Types of Data
In this chapter(?) I'm going to discuss data theory. There won't be any D3 exercise but I hope you take the time to ponder it. Understanding different types of data helps inform how to visualize it. Also, in future sections(?) I will make use of vocabulary defined here. Finally visualization is about visually communicating relationships. Taking the time to consider the patterns of these relationships will ultimately lead to sharper thinking and better communication.
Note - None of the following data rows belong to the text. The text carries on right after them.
//! Seam between debug sessions and the introspection engine that drives the debuggee.

pub mod nodebug;

use anyhow::bail;
use log::debug;
use serde::{Deserialize, Serialize};
use serde_json::Value;
use std::sync::{Arc, Mutex};
use strum_macros::{Display, EnumString, IntoStaticStr};

/// Line breakpoint as sent by the editor in `setBreakpoints`.
#[derive(Debug, Clone, PartialEq, Serialize, Deserialize)]
#[serde(rename_all = "camelCase")]
pub struct SourceBreakpoint {
    pub line: i64,
    #[serde(default, skip_serializing_if = "Option::is_none")]
    pub condition: Option<String>,
    #[serde(default, skip_serializing_if = "Option::is_none")]
    pub hit_condition: Option<String>,
    #[serde(default, skip_serializing_if = "Option::is_none")]
    pub log_message: Option<String>,
}

/// Breakpoint as applied by the engine.
#[derive(Debug, Clone, PartialEq, Serialize, Deserialize)]
pub struct BreakpointStatus {
    pub verified: bool,
    pub line: i64,
    #[serde(default, skip_serializing_if = "Option::is_none")]
    pub message: Option<String>,
}

impl BreakpointStatus {
    pub fn unverified(line: i64, message: impl Into<String>) -> Self {
        Self {
            verified: false,
            line,
            message: Some(message.into()),
        }
    }
}

#[derive(Debug, Clone, Copy, PartialEq, Display, IntoStaticStr)]
#[strum(serialize_all = "camelCase")]
pub enum StepKind {
    /// `next`
    Over,
    /// `stepIn`
    In,
    /// `stepOut`
    Out,
}

/// Category of debuggee output.
#[derive(Debug, Clone, Copy, PartialEq, Display, EnumString, IntoStaticStr)]
#[strum(serialize_all = "lowercase")]
pub enum OutputCategory {
    Stdout,
    Stderr,
    Console,
}

/// Asynchronous notification from the engine, re-emitted to the editor as a DAP event.
#[derive(Debug, Clone, PartialEq)]
pub enum EngineEvent {
    ThreadStarted {
        thread_id: i64,
    },
    ThreadExited {
        thread_id: i64,
    },
    Stopped {
        thread_id: i64,
        reason: String,
        description: Option<String>,
    },
    Continued {
        thread_id: Option<i64>,
    },
    Output {
        category: OutputCategory,
        output: String,
    },
    /// Debuggee process started.
    Process {
        name: String,
        pid: Option<u32>,
    },
    /// Debuggee process exited.
    Exited {
        code: i32,
    },
}

/// Receiver of engine events, the current session.
pub trait EventSink: Send + Sync {
    fn on_engine_event(&self, event: EngineEvent);
}

/// Routes engine events to the currently bound session.
///
/// Events emitted while no session is bound are dropped, except that the debuggee exit code is
/// always recorded.
#[derive(Default)]
pub struct EventRouter {
    target: Mutex<Option<Arc<dyn EventSink>>>,
    exit_code: Mutex<Option<i32>>,
}

pub type EventSender = Arc<EventRouter>;

impl EventRouter {
    pub fn new() -> EventSender {
        Arc::new(Self::default())
    }

    pub fn emit(&self, event: EngineEvent) {
        if let EngineEvent::Exited { code } = event {
            *self.exit_code.lock().unwrap() = Some(code);
        }
        let target = self.target.lock().unwrap().clone();
        match target {
            Some(target) => target.on_engine_event(event),
            None => debug!(target: "engine", "no session bound, drop event {event:?}"),
        }
    }

    /// Exit code reported by the debuggee, if it exited.
    pub fn exit_code(&self) -> Option<i32> {
        *self.exit_code.lock().unwrap()
    }

    pub(crate) fn set_target(&self, sink: Arc<dyn EventSink>) {
        *self.target.lock().unwrap() = Some(sink);
    }

    pub(crate) fn clear_target(&self) {
        self.target.lock().unwrap().take();
    }
}

/// Introspection engine interface.
///
/// Methods are invoked from DAP request handlers on the session receive thread, the engine is
/// owned by one session at a time. Argument and body values are DAP-shaped JSON, the adapter
/// takes care of path translation.
pub trait Engine: Send {
    /// Engine name, reported in the `process` event.
    fn name(&self) -> &str;

    /// Called once when the daemon starts. Events must be delivered through `events`.
    fn start(&mut self, events: EventSender) -> anyhow::Result<()>;

    /// Editor finished configuration, the debuggee may run.
    fn configuration_done(&mut self) -> anyhow::Result<()>;

    /// Replace all breakpoints of a source file.
    fn set_breakpoints(
        &mut self,
        path: &str,
        breakpoints: &[SourceBreakpoint],
    ) -> anyhow::Result<Vec<BreakpointStatus>> {
        _ = path;
        Ok(breakpoints
            .iter()
            .map(|bp| BreakpointStatus::unverified(bp.line, "breakpoints are not supported"))
            .collect())
    }

    fn set_exception_breakpoints(&mut self, filters: &[String]) -> anyhow::Result<()> {
        _ = filters;
        Ok(())
    }

    fn threads(&mut self) -> anyhow::Result<Value> {
        bail!("threads are not supported by {}", self.name())
    }

    fn stack_trace(&mut self, arguments: &Value) -> anyhow::Result<Value> {
        _ = arguments;
        bail!("stack trace is not supported by {}", self.name())
    }

    fn scopes(&mut self, arguments: &Value) -> anyhow::Result<Value> {
        _ = arguments;
        bail!("scopes are not supported by {}", self.name())
    }

    fn variables(&mut self, arguments: &Value) -> anyhow::Result<Value> {
        _ = arguments;
        bail!("variables are not supported by {}", self.name())
    }

    fn evaluate(&mut self, arguments: &Value) -> anyhow::Result<Value> {
        _ = arguments;
        bail!("evaluate is not supported by {}", self.name())
    }

    /// Assign a value to a variable of a container, return the DAP `setVariable` body.
    fn set_variable(&mut self, arguments: &Value) -> anyhow::Result<Value> {
        _ = arguments;
        bail!("set variable is not supported by {}", self.name())
    }

    /// Assign a value to an assignable expression evaluated in a frame.
    fn set_expression(&mut self, arguments: &Value) -> anyhow::Result<Value> {
        _ = arguments;
        bail!("set expression is not supported by {}", self.name())
    }

    /// Details of the exception the thread is stopped on.
    fn exception_info(&mut self, thread_id: i64) -> anyhow::Result<Value> {
        _ = thread_id;
        bail!("exception info is not supported by {}", self.name())
    }

    /// Modules loaded by the debuggee, DAP `modules` body.
    fn modules(&mut self, arguments: &Value) -> anyhow::Result<Value> {
        _ = arguments;
        bail!("modules are not supported by {}", self.name())
    }

    fn resume(&mut self, thread_id: Option<i64>) -> anyhow::Result<()> {
        _ = thread_id;
        bail!("continue is not supported by {}", self.name())
    }

    fn step(&mut self, thread_id: i64, kind: StepKind) -> anyhow::Result<()> {
        _ = thread_id;
        bail!("step {kind} is not supported by {}", self.name())
    }

    fn pause(&mut self, thread_id: Option<i64>) -> anyhow::Result<()> {
        _ = thread_id;
        bail!("pause is not supported by {}", self.name())
    }

    /// Stop tracing and let the debuggee run freely.
    fn detach(&mut self) -> anyhow::Result<()> {
        Ok(())
    }

    /// Kill the debuggee.
    fn terminate(&mut self) -> anyhow::Result<()> {
        Ok(())
    }
}

/// Shared engine handle, locked by whichever session currently owns the engine.
pub type EngineHandle = Arc<Mutex<Box<dyn Engine>>>;

pub fn into_handle(engine: impl Engine + 'static) -> EngineHandle {
    Arc::new(Mutex::new(Box::new(engine)))
}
Quantitative Data vs. Categorical Data
Fundamentally data is made of things measured (i.e. quantities) or the names we give to things (i.e. a categories). In the visualization world the former is called quantitative data and the latter is called categorical data. It is rare to have one without the other. Below I've listed examples of quantitative data and things that are categories. I think you'll find that not much meaning is conveyed, although it may be easy to make up a story about them in your mind.
Examples of Categories:
- Numbers > 30
- New York
Examples of Quantities:
A string of numbers on it's own often has no meaning. Does [453,4328,5908,1230] mean anything to you? Categories on their own can have meaning provided there is a relationship between the categories. While ["Bob", "Angela", "Maria"] doesn't mean much, the fact that Maria is the child of Bob and Angela starts to have meaning.
Relationships are what give meaning to data.
Here are examples of common relationships in data.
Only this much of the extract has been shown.